"""

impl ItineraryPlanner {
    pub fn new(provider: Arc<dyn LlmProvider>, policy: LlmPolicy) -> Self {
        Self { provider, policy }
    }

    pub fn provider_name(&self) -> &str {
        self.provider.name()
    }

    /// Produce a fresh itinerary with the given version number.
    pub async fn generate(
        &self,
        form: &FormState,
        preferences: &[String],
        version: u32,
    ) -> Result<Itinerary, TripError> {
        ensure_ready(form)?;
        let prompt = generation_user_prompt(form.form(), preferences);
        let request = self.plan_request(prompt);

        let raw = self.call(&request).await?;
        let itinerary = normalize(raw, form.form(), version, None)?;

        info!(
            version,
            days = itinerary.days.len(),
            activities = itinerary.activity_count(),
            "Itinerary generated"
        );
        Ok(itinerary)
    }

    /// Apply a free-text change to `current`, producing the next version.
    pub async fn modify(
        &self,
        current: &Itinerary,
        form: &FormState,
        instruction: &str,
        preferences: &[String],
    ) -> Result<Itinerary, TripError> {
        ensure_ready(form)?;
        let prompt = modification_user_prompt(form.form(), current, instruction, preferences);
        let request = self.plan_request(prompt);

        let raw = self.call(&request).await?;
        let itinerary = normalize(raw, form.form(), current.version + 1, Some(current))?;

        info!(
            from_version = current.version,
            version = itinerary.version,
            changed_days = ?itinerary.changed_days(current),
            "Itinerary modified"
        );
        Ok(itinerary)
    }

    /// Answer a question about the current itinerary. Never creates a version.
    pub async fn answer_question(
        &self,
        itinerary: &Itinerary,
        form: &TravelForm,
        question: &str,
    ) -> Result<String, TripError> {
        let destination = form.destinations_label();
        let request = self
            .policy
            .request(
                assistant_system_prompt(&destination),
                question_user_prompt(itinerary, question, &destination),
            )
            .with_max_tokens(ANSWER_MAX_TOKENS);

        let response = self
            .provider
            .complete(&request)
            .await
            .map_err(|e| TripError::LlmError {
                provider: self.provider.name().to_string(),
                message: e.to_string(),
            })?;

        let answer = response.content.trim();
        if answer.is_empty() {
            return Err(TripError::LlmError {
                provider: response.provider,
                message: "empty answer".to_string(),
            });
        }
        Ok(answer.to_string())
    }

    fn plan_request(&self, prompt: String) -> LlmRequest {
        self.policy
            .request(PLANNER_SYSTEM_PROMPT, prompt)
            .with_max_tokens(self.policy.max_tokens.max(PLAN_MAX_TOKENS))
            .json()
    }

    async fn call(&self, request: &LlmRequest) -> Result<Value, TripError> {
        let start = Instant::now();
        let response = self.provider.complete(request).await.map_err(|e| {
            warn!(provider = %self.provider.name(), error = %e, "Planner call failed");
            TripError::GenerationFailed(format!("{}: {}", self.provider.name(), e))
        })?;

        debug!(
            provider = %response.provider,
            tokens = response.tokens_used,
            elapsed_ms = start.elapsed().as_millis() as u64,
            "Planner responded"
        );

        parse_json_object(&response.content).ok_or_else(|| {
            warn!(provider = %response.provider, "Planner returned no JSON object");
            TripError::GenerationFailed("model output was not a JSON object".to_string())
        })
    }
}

"""
"""

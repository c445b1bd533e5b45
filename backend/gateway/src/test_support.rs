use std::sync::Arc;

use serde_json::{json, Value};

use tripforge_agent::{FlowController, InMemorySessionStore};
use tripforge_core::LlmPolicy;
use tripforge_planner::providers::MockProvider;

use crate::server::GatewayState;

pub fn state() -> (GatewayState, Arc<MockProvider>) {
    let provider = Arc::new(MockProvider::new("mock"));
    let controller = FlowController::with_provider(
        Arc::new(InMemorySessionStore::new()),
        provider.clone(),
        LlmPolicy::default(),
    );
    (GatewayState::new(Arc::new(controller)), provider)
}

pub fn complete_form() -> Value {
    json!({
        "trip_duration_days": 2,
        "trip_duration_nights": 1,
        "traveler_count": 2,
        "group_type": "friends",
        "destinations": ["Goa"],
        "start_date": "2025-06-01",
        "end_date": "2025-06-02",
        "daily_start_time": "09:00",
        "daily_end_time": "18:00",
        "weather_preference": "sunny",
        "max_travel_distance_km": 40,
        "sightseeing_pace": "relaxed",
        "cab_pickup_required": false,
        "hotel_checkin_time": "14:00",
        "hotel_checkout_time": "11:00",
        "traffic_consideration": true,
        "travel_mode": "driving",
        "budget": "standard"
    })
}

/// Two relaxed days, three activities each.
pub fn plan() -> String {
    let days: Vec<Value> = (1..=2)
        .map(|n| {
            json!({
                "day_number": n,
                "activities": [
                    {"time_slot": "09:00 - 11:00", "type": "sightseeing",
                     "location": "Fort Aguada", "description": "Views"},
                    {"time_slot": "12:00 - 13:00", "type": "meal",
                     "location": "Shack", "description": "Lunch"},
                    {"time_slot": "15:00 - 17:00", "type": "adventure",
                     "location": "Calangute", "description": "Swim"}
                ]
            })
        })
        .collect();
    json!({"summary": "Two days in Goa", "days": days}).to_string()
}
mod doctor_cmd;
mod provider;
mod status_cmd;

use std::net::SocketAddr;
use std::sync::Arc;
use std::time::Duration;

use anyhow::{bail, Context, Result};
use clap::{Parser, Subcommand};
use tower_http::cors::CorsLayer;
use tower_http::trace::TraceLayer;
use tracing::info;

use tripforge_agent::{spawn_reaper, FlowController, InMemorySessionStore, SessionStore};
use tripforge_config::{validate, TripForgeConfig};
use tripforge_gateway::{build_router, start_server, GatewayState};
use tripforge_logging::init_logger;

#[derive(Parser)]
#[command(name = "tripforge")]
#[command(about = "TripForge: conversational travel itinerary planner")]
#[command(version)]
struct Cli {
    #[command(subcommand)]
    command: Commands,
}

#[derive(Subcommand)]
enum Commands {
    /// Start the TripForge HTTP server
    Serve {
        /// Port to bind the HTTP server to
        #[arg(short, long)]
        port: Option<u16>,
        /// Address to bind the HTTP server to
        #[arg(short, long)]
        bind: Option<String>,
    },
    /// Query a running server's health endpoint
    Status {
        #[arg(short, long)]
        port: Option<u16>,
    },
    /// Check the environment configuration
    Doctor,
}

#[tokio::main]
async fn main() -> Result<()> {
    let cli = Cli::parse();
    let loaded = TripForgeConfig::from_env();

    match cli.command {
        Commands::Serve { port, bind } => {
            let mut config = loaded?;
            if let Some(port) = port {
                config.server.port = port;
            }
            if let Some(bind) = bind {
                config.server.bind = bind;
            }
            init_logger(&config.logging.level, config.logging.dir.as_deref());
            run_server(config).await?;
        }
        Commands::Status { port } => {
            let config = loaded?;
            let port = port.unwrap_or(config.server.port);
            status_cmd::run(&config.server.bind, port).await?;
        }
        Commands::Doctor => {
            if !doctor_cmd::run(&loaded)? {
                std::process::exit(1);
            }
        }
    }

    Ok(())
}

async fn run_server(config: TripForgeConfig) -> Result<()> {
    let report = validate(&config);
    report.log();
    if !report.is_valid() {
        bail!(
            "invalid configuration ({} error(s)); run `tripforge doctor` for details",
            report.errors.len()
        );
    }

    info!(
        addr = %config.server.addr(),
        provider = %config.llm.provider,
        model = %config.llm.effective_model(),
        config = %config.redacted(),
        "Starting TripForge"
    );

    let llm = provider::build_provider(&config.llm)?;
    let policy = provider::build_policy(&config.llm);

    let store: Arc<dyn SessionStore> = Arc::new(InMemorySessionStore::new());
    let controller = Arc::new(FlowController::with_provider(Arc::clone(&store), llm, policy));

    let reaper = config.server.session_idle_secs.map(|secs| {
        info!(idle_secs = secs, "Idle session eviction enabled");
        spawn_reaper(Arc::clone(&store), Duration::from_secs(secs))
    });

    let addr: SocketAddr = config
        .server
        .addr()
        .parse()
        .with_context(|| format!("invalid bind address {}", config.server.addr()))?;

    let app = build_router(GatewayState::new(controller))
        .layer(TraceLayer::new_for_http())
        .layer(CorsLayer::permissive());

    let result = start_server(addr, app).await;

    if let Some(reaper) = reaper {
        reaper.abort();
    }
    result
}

"""

YOUR TASK: Copy each line above that contains the string "clone".

WRITTEN RESPONSE:
        provider.clone(),
    let controller = Arc::new(FlowController::with_provider(Arc::clone(&store), llm, policy));
        spawn_reaper(Arc::clone(&store), Duration::from_secs(secs))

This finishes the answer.